Big Optimism: 'There is your flag'
A Canadian story today. I'll be interested to know if our Canadian readers already know it?
George Stanley was just trying to help a friend when he pointed at the flagpole.
It was March 1964, and the two men were walking across the parade ground at the Royal Military College in Kingston, Ontario, Canada. Stanley was Dean of Arts there—a military historian who’d spent his career thinking about what held countries together and what tore them apart.
His friend, John Matheson, was a Liberal member of parliament with a problem. Canada was tearing itself apart over a flag.
Prime Minister Lester Pearson wanted a new flag—something distinctly Canadian, not the Red Ensign with its Union Jack.
But veterans who had fought under that flag felt betrayed. The Royal Canadian Legion had erupted at Pearson’s speech, and Opposition Leader John Diefenbaker thundered about abandoning Canada’s British heritage.
A parliamentary committee asked for ideas, and was now drowning in submissions: thousands of flags, with beavers, multiple maple leaves, the fleur-de-lis. Nothing was working.
Matheson walked with difficulty; a veteran himself, he’d been wounded at the Moro River during the war. As they crossed the parade ground, Stanley gestured toward the Mackenzie Building, where the college flag snapped in the wind.

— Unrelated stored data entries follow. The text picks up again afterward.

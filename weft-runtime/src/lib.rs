//! # Weft Runtime Library
//!
//! The weft runtime provides:
//!
//! - **Fiber Job Scheduler**: N worker threads multiplexing a fixed pool of
//!   stackful fibers over one lock-free job queue
//! - **Chains**: countdown handles for fork/join over batches of jobs
//! - **Tagged Arena**: lifetime-tagged bump allocation over a reserved
//!   virtual address range, freed a whole tag at a time
//! - **Block Allocator**: 2 MiB blocks tracked by an atomic bitmap with
//!   on-demand commit and advisory shrinking
//!
//! ## Technical Standards
//!
//! Implementation follows these standards:
//!
//! - **Job Queue**: bounded MPMC queue per
//!   [Vyukov](https://www.1024cores.net/home/lock-free-algorithms/queues/bounded-mpmc-queue)
//! - **Fibers**: stackful coroutines per [corosensei](https://docs.rs/corosensei)
//! - **Scheduling model**: per
//!   [Parallelizing the Naughty Dog engine using fibers](https://www.gdcvault.com/play/1022186)
//!
//! ## Architecture
//!
//! ```text
//! ┌─────────────────────────────────────────────────────────────────┐
//! │                         WEFT RUNTIME                             │
//! ├─────────────────────────────────────────────────────────────────┤
//! │                                                                  │
//! │  ┌──────────────┐  ┌──────────────┐  ┌──────────────┐          │
//! │  │  Scheduler   │  │    Fibers    │  │    Chains    │          │
//! │  │(scheduler.rs)│  │  (fiber.rs)  │  │  (chain.rs)  │          │
//! │  └──────────────┘  └──────────────┘  └──────────────┘          │
//! │         │                 │                 │                   │
//! │         └──────────── runtime.rs ───────────┘                   │
//! │                           │                                     │
//! │  ┌──────────────┐  ┌──────────────┐  ┌──────────────┐          │
//! │  │ Tagged Heaps │  │    Blocks    │  │   Virtual    │          │
//! │  │ (tagged.rs)  │──│ (blocks.rs)  │──│ Memory(vm.rs)│          │
//! │  └──────────────┘  └──────────────┘  └──────────────┘          │
//! │                                                                  │
//! └─────────────────────────────────────────────────────────────────┘
//! ```
//!
//! ## Example
//!
//! ```rust,ignore
//! use weft_runtime::{start, Job, RuntimeConfig, Tag};
//!
//! let code = start(RuntimeConfig::from_env(), |rt| {
//!     let frame = Tag::new(42);
//!     let jobs = (0..64)
//!         .map(|_| Job::new("fill", move |rt| {
//!             let _scratch = rt.alloc(frame, 4096, 16);
//!         }))
//!         .collect();
//!     let chain = rt.split_work(jobs);
//!     rt.unchain(chain);
//!     rt.free(frame);
//!     0
//! })?;
//! ```

#![warn(missing_docs)]
#![warn(rust_2018_idioms)]

pub mod bitmap;
pub mod blocks;
pub mod chain;
pub mod config;
pub mod fiber;
pub mod registry;
pub mod ring;
pub mod runtime;
pub mod scheduler;
pub mod stats;
pub mod sync;
pub mod tagged;
pub mod vm;

// Re-exports
pub use blocks::{BlockAllocator, BlockError};
pub use chain::{Chain, ChainPool, ChainWait, SpinWait};
pub use config::{ConfigError, RuntimeConfig, RuntimeConfigBuilder};
pub use ring::RingBuffer;
pub use runtime::{start, start_with_memory, BootError, Runtime, PANIC_EXIT_CODE};
pub use scheduler::Job;
pub use stats::RuntimeStats;
pub use tagged::{Tag, TaggedAllocator};
pub use vm::{HeapMemory, OsMemory, VirtualMemory, VmError, BLOCK_SIZE};

/// Runtime version.
pub const VERSION: &str = env!("CARGO_PKG_VERSION");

Red-white-red. Two red bars flanking a white square with the college crest.
“There is your flag,” Stanley said.
It was almost offhand, but as a soldier and an historian, Stanley had been thinking about symbols his whole life.
Did you get the memo?
Two weeks later, March 23, 1964, Stanley sat down and wrote a four-page memo to Matheson explaining his ideas for a new Canadian flag. (Full memo here.)

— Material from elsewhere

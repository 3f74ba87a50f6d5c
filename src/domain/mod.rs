// Domain layer: transient entities and ports. No I/O here.

pub mod model;
pub mod ports;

The greatest symbols were simple, he wrote, and no flag could represent everything—that was everyone’s mistake.
“If the flag is to be a unifying symbol,” he wrote, “it must avoid the use of national or racial symbols that are of a divisive nature.”
So, it had to skip the Union Jack and the fleur-de-lis. It had to be so simple a child could draw it—highly distinctive and recognizable from a distance.

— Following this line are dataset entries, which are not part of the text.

//! OSC 1.0 wire codec and the UDP sender.
//!
//! Only the argument types the receiver understands are supported:
//! `s` (string), `f` (32-bit float) and `i` (32-bit int). Every message
//! travels in its own datagram; bundles are not used.

use crate::domain::model::{OscArg, OscMessage};
use crate::domain::ports::MessageSink;
use crate::utils::error::{Result, WordtoneError};
use async_trait::async_trait;
use tokio::net::{lookup_host, UdpSocket};

fn encode_error(message: impl Into<String>) -> WordtoneError {
    WordtoneError::EncodeError {
        message: message.into(),
    }
}

fn decode_error(message: impl Into<String>) -> WordtoneError {
    WordtoneError::DecodeError {
        message: message.into(),
    }
}

/// NUL 結尾並補齊到 4 bytes 的倍數
fn write_padded_str(buf: &mut Vec<u8>, s: &str) -> Result<()> {
    if s.contains('\0') {
        return Err(encode_error(format!("string contains NUL byte: {:?}", s)));
    }
    buf.extend_from_slice(s.as_bytes());
    buf.push(0);
    while buf.len() % 4 != 0 {
        buf.push(0);
    }
    Ok(())
}

pub fn encode(message: &OscMessage) -> Result<Vec<u8>> {
    if !message.address.starts_with('/') {
        return Err(encode_error(format!(
            "address must start with '/': {:?}",
            message.address
        )));
    }

    let mut buf = Vec::with_capacity(32);
    write_padded_str(&mut buf, &message.address)?;

    let type_tags: String = std::iter::once(',')
        .chain(message.args.iter().map(OscArg::type_tag))
        .collect();
    write_padded_str(&mut buf, &type_tags)?;

    for arg in &message.args {
        match arg {
            OscArg::Int(v) => buf.extend_from_slice(&v.to_be_bytes()),
            OscArg::Float(v) => buf.extend_from_slice(&v.to_be_bytes()),
            OscArg::Str(s) => write_padded_str(&mut buf, s)?,
        }
    }

    Ok(buf)
}

struct Reader<'a> {
    data: &'a [u8],
    pos: usize,
}

impl<'a> Reader<'a> {
    fn read_padded_str(&mut self) -> Result<String> {
        let rest = &self.data[self.pos..];
        let nul = rest
            .iter()
            .position(|&b| b == 0)
            .ok_or_else(|| decode_error("unterminated string"))?;
        let s = std::str::from_utf8(&rest[..nul])
            .map_err(|e| decode_error(format!("invalid UTF-8: {}", e)))?
            .to_string();

        let padded = (nul + 1).div_ceil(4) * 4;
        if padded > rest.len() {
            return Err(decode_error("string padding runs past end of packet"));
        }
        self.pos += padded;
        Ok(s)
    }

    fn read_word(&mut self) -> Result<[u8; 4]> {
        let end = self.pos + 4;
        let bytes = self
            .data
            .get(self.pos..end)
            .ok_or_else(|| decode_error("argument runs past end of packet"))?;
        self.pos = end;
        let mut word = [0u8; 4];
        word.copy_from_slice(bytes);
        Ok(word)
    }
}

pub fn decode(data: &[u8]) -> Result<OscMessage> {
    let mut reader = Reader { data, pos: 0 };

    let address = reader.read_padded_str()?;
    if !address.starts_with('/') {
        return Err(decode_error(format!("bad address: {:?}", address)));
    }

    let type_tags = reader.read_padded_str()?;
    let tags = type_tags
        .strip_prefix(',')
        .ok_or_else(|| decode_error(format!("bad type tag string: {:?}", type_tags)))?;

    let mut args = Vec::with_capacity(tags.len());
    for tag in tags.chars() {
        let arg = match tag {
            'i' => OscArg::Int(i32::from_be_bytes(reader.read_word()?)),
            'f' => OscArg::Float(f32::from_be_bytes(reader.read_word()?)),
            's' => OscArg::Str(reader.read_padded_str()?),
            other => return Err(decode_error(format!("unsupported type tag '{}'", other))),
        };
        args.push(arg);
    }

    Ok(OscMessage { address, args })
}

/// UDP client connected to a single receiver. No handshake, no acknowledgement.
pub struct UdpOscSender {
    socket: UdpSocket,
}

impl UdpOscSender {
    pub async fn connect(host: &str, port: u16) -> Result<Self> {
        let target = lookup_host((host, port)).await?.next().ok_or_else(|| {
            WordtoneError::InvalidConfigValueError {
                field: "host".to_string(),
                value: host.to_string(),
                reason: "Host name did not resolve to any address".to_string(),
            }
        })?;

        let bind_addr = if target.is_ipv4() { "0.0.0.0:0" } else { "[::]:0" };
        let socket = UdpSocket::bind(bind_addr).await?;
        socket.connect(target).await?;

        tracing::debug!("OSC sender bound to {} -> {}", socket.local_addr()?, target);
        Ok(Self { socket })
    }
}

#[async_trait]
impl MessageSink for UdpOscSender {
    async fn send(&self, message: &OscMessage) -> Result<()> {
        let packet = encode(message)?;
        self.socket.send(&packet).await?;
        tracing::debug!("Sent {} {:?} ({} bytes)", message.address, message.args, packet.len());
        Ok(())
    }
}

/// Sink for `--dry-run`: encodes each message and prints it to stderr instead of sending it.
#[derive(Debug, Default)]
pub struct DryRunSink;

#[async_trait]
impl MessageSink for DryRunSink {
    async fn send(&self, message: &OscMessage) -> Result<()> {
        let packet = encode(message)?;
        eprintln!(
            "[dry-run] {} {:?} ({} bytes)",
            message.address,
            message.args,
            packet.len()
        );
        Ok(())
    }
}

#[cfg(test)]
mod tests {
    use super::*;
    use crate::domain::model::{AudioParams, Relation};
    use std::time::Duration;

    #[test]
    fn test_encode_clear_has_empty_type_tags() {
        let packet = encode(&OscMessage::clear()).unwrap();
        assert_eq!(packet, b"/clear\0\0,\0\0\0".to_vec());
    }

    #[test]
    fn test_encode_word_message() {
        let packet = encode(&OscMessage::word(Relation::Synonym, "glad")).unwrap();
        assert_eq!(packet, b"/syn\0\0\0\0,s\0\0glad\0\0\0\0".to_vec());
    }

    #[test]
    fn test_encode_params_as_big_endian_floats() {
        let params = AudioParams {
            tempo: 88,
            density: 0.35,
            brightness: 0.4,
            pan: 0.0,
        };
        let packet = encode(&OscMessage::params(&params)).unwrap();

        assert_eq!(&packet[..8], b"/params\0");
        assert_eq!(&packet[8..16], b",ffff\0\0\0");
        assert_eq!(&packet[16..20], &88.0f32.to_be_bytes());
        assert_eq!(&packet[20..24], &0.35f32.to_be_bytes());
        assert_eq!(packet.len(), 32);
    }

    #[test]
    fn test_encode_rejects_bad_address() {
        let err = encode(&OscMessage::new("params", vec![])).unwrap_err();
        assert!(matches!(err, WordtoneError::EncodeError { .. }));
    }

    #[test]
    fn test_decode_reads_what_encode_writes() {
        let message = OscMessage::new(
            "/mixed",
            vec![
                OscArg::Int(-7),
                OscArg::Str("well-chosen".to_string()),
                OscArg::Float(0.5),
            ],
        );
        assert_eq!(decode(&encode(&message).unwrap()).unwrap(), message);
    }

    #[test]
    fn test_decode_rejects_truncated_packet() {
        let packet = encode(&OscMessage::params(&AudioParams {
            tempo: 100,
            density: 0.5,
            brightness: 0.5,
            pan: 0.0,
        }))
        .unwrap();

        assert!(decode(&packet[..20]).is_err());
        assert!(decode(b"/syn").is_err());
    }

    #[tokio::test]
    async fn test_udp_sender_delivers_datagram() {
        let receiver = UdpSocket::bind("127.0.0.1:0").await.unwrap();
        let port = receiver.local_addr().unwrap().port();

        let sender = UdpOscSender::connect("127.0.0.1", port).await.unwrap();
        sender
            .send(&OscMessage::word(Relation::Antonym, "sad"))
            .await
            .unwrap();

        let mut buf = [0u8; 1024];
        let len = tokio::time::timeout(Duration::from_secs(2), receiver.recv(&mut buf))
            .await
            .unwrap()
            .unwrap();

        let message = decode(&buf[..len]).unwrap();
        assert_eq!(message.address, "/ant");
        assert_eq!(message.args, vec![OscArg::Str("sad".to_string())]);
    }
}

The RMC flag wasn’t the answer, but it was close, he wrote. Red and white had been Canada’s colors since 1921. What if you stripped away everything else?
At the bottom of page three, he sketched his design—a doodle, really. A single maple leaf, centered on white, flanked by two red bars.
The Great Flag Debate
The memo made its way to the committee room, where Stanley’s sketch was placed among hundreds of professionally rendered designs. The committee remained deadlocked through spring, summer, and into fall.
Prime Minister Pearson favored a different design—the “Pearson Pennant” with three maple leaves and blue bars, but on October 22, the committee chose Stanley’s design.
A graphic artist named Jacques Saint-Cyr had refined the maple leaf to eleven points for better visibility. Another designer adjusted the proportions. But the concept was Stanley’s.
Then came the “Great Flag Debate.” The House of Commons still had to vote, and the fight raged for six more weeks. Diefenbaker fought until the end, urging his party to vote for the red-and-white maple leaf design on the assumption that Liberals would vote for Pearson’s preferred pennant, and continue the stalemate.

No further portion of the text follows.